Сделать этот поиск более быстрым, эффективным и менее затратным позволяют методы биоинформатики, опирающиеся на анализ генных сетей.
– В начале прошлого века генетика исходила из парадигмы, что один ген определяет один фенотипический признак, - напомнила Ольга Сайк. – Но позднее ученые пришли к выводу, что отдельный признак обеспечивается функционированием группы взаимодействующих генов. К примеру, цвет глаз определяется группой из 5-10 генов. Так и возникла концепция генных сетей, каждая из которых определяет тот или иной признак организма. А сам ген при этом может быть включен в разные сети.
Анализ генных сетей, в частности, позволяет понять, каким образом воздействие вируса или мутации самого гена может приводить к развитию определенного заболевания. В качестве примера Ольга Сайк привела модель воздействия вируса гепатита С, ведущего к развитию цирроза печени. Известно, что белок вируса р56 может специфически активировать белок TLR4 в клетках печени человека. Также известно, что у людей, болеющих циррозом, уровень данного белка в печени значительно повышен. Далее, выстроив модель генной сети, в которой задействован пораженный вирусом ген, можно выделить гены-мишени, воздействие на которые позволит нейтрализовать негативный фактор.
Один из подходов предполагает выделение внутри сети отдельных кластеров, ответственных за те или иные процессы, затем выбирают те из них, что наиболее вовлечены в процесс развития заболевания (апоптоз клеток или наоборот – иммунный ответ и т.п.), после чего работают, в первую очередь, с ними. Затем внутри кластера ищут хабы (центральные вершины) – гены, через которые проходит больше всего связей внутри генной сети. Обычно это белки – регуляторные молекулы. Именно они и являются приоритетными генами-мишенями.
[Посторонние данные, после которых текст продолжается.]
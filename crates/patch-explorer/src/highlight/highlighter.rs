//! Syntax highlighter using syntect, emitting ANSI styled text.

use super::ansi::paint;
use super::palette::{Palette, DEFAULT_SYNTAX_THEME};
use log::debug;
use ratatui::style::{Color, Modifier, Style};
use std::path::Path;
use syntect::easy::HighlightLines;
use syntect::highlighting::{Color as SyntectColor, FontStyle, Style as SyntectStyle, Theme, ThemeSet};
use syntect::parsing::{SyntaxReference, SyntaxSet};

/// Background classification for the code part of a diff line.
#[derive(Debug, Clone, Copy, Default, PartialEq, Eq)]
pub enum DiffBackground {
    /// No background.
    #[default]
    None,
    /// Subtle green for added lines.
    Addition,
    /// Subtle red for removed lines.
    Deletion,
    /// Subtle gray for line-by-line selection.
    Selected,
}

/// Syntax definitions, the resolved theme and the palette.
///
/// Loading syntect's defaults is expensive, so an explorer loads these once
/// and hands out cheap per-file [`SyntaxHighlighter`]s.
pub struct HighlightAssets {
    /// Syntax definitions.
    syntax_set: SyntaxSet,
    /// Resolved theme.
    theme: Theme,
    /// Injected colors.
    palette: Palette,
}

impl std::fmt::Debug for HighlightAssets {
    fn fmt(&self, f: &mut std::fmt::Formatter<'_>) -> std::fmt::Result {
        f.debug_struct("HighlightAssets")
            .field("syntaxes", &self.syntax_set.syntaxes().len())
            .field("theme", &self.theme.name)
            .field("palette", &self.palette)
            .finish()
    }
}

impl Default for HighlightAssets {
    fn default() -> Self {
        Self::new(Palette::default())
    }
}

impl HighlightAssets {
    /// Load the built-in syntaxes and resolve the palette's theme.
    ///
    /// An unknown theme name falls back to the default theme.
    pub fn new(palette: Palette) -> Self {
        let syntax_set = SyntaxSet::load_defaults_newlines();
        let mut theme_set = ThemeSet::load_defaults();

        let theme = match theme_set.themes.remove(&palette.syntax_theme) {
            Some(theme) => theme,
            None => {
                debug!(
                    "Unknown syntax theme {:?}, falling back to {}",
                    palette.syntax_theme, DEFAULT_SYNTAX_THEME
                );
                theme_set
                    .themes
                    .remove(DEFAULT_SYNTAX_THEME)
                    .unwrap_or_default()
            }
        };

        Self {
            syntax_set,
            theme,
            palette,
        }
    }

    /// The injected palette.
    pub fn palette(&self) -> &Palette {
        &self.palette
    }

    /// Name of the resolved theme.
    pub fn theme_name(&self) -> Option<&str> {
        self.theme.name.as_deref()
    }

    /// Create a highlighter for a file name.
    ///
    /// Never fails: files without a matching syntax get plain text.
    pub fn highlighter_for(&self, filename: &str) -> SyntaxHighlighter<'_> {
        let syntax = self.find_syntax(filename);

        SyntaxHighlighter {
            syntax_set: &self.syntax_set,
            syntax,
            theme: &self.theme,
            palette: &self.palette,
            default_foreground: self.theme.settings.foreground.unwrap_or(SyntectColor::BLACK),
        }
    }

    /// Look up a syntax by extension, then by whole file name (`Makefile`).
    fn find_syntax(&self, filename: &str) -> &SyntaxReference {
        let extension = Path::new(filename)
            .extension()
            .and_then(|e| e.to_str())
            .unwrap_or("");

        self.syntax_set
            .find_syntax_by_extension(extension)
            .or_else(|| self.syntax_set.find_syntax_by_extension(filename))
            .unwrap_or_else(|| {
                debug!("No syntax for {:?}, using plain text", filename);
                self.syntax_set.find_syntax_plain_text()
            })
    }
}

/// Highlights lines of one file.
#[derive(Debug, Clone, Copy)]
pub struct SyntaxHighlighter<'a> {
    syntax_set: &'a SyntaxSet,
    syntax: &'a SyntaxReference,
    theme: &'a Theme,
    palette: &'a Palette,
    /// Foreground the theme uses for unscoped text.
    default_foreground: SyntectColor,
}

impl SyntaxHighlighter<'_> {
    /// Name of the selected syntax (e.g. "Go", "Plain Text").
    pub fn syntax_name(&self) -> &str {
        &self.syntax.name
    }

    /// Highlight a line without a diff background.
    pub fn highlight_line(&self, code: &str) -> String {
        self.highlight_line_with_background(code, DiffBackground::None)
    }

    /// Highlight a line and apply a diff background to every token.
    ///
    /// Falls back to background-only styling if tokenizing fails.
    pub fn highlight_line_with_background(&self, code: &str, bg: DiffBackground) -> String {
        if code.is_empty() {
            return self.apply_background_only(code, bg);
        }

        // The syntax set is built for newline-terminated lines.
        let line = format!("{}\n", code);
        let mut highlighter = HighlightLines::new(self.syntax, self.theme);
        let tokens = match highlighter.highlight_line(&line, self.syntax_set) {
            Ok(tokens) => tokens,
            Err(err) => {
                debug!("Tokenizing failed ({}), using background only", err);
                return self.apply_background_only(code, bg);
            }
        };

        let background = self.palette.background(bg);
        let mut buf = String::with_capacity(line.len() * 2);
        for (token_style, text) in tokens {
            let text = text.trim_end_matches('\n');
            if text.is_empty() {
                continue;
            }
            buf.push_str(&self.format_token(text, token_style, background));
        }

        buf
    }

    /// Combine the token's syntax foreground with the diff background.
    fn format_token(&self, text: &str, token_style: SyntectStyle, bg: Option<Color>) -> String {
        let mut style = Style::default();

        let fg = token_style.foreground;
        if fg != self.default_foreground {
            style = style.fg(Color::Rgb(fg.r, fg.g, fg.b));
        }
        if let Some(bg) = bg {
            style = style.bg(bg);
        }

        let font = token_style.font_style;
        if font.contains(FontStyle::BOLD) {
            style = style.add_modifier(Modifier::BOLD);
        }
        if font.contains(FontStyle::ITALIC) {
            style = style.add_modifier(Modifier::ITALIC);
        }
        if font.contains(FontStyle::UNDERLINE) {
            style = style.add_modifier(Modifier::UNDERLINED);
        }

        paint(style, text)
    }

    fn apply_background_only(&self, text: &str, bg: DiffBackground) -> String {
        match self.palette.background(bg) {
            Some(color) => paint(Style::default().bg(color), text),
            None => text.to_string(),
        }
    }
}

/// Extract the file name from a patch header.
///
/// Prefers the `+++ b/path` line (skipping `/dev/null`), then falls back to
/// the last path of a `diff --git a/path b/path` line. Returns `None` when
/// neither yields a name.
pub fn extract_filename_from_header(header: &[String]) -> Option<String> {
    let base_name = |path: &str| {
        let path = path.strip_prefix("b/").unwrap_or(path);
        Path::new(path)
            .file_name()
            .and_then(|name| name.to_str())
            .map(str::to_string)
    };

    for line in header {
        if let Some(path) = line.strip_prefix("+++ ") {
            if path == "/dev/null" {
                continue;
            }
            if let Some(name) = base_name(path) {
                return Some(name);
            }
        }
    }

    for line in header {
        if line.starts_with("diff --git ") {
            let parts: Vec<&str> = line.split(' ').collect();
            if parts.len() >= 4 {
                return base_name(parts[parts.len() - 1]);
            }
        }
    }

    None
}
Дальнейший анализ позволяет также оценить риски развития у пациента побочного эффекта в результате воздействия на мишень лекарством. Ведь ген, выбранный мишенью, может участвовать во многих других процессах, в том числе, не связанных напрямую с заболеванием. И надо оценить, как это воздействие повлияет на другие процессы, в которые вовлечен ген. Исходя из этого, приоритет получают гены, которые имею меньше связей с иными биологическими процессами.
Звучит довольно просто, но на самом деле решение этой задачи занимает массу времени и сил. Ведь многие сети включают сотни генов и еще больше – регуляторных взаимодействий между ними. Для проведения всего этого объемного анализа разработан специальный математически аппарат. Изучая воздействие того же вируса гепатита С, сотрудники ИЦиГ выявили 900 белков человека, вовлеченных в этот процесс. А затем, проанализировав их работу в генных сетях, определили несколько потенциальных кандидатов в гены-мишени, причем, не только для лечения собственно гепатита С. Так, белок человека енолаза 1 (ENO1) может быть также мишенью для лекарств против воспаления легких, неходжкинской лимфомы и глиомы. И все же – это только первый (и не самый трудоемкий) этап на пути к новому лекарственному препарату.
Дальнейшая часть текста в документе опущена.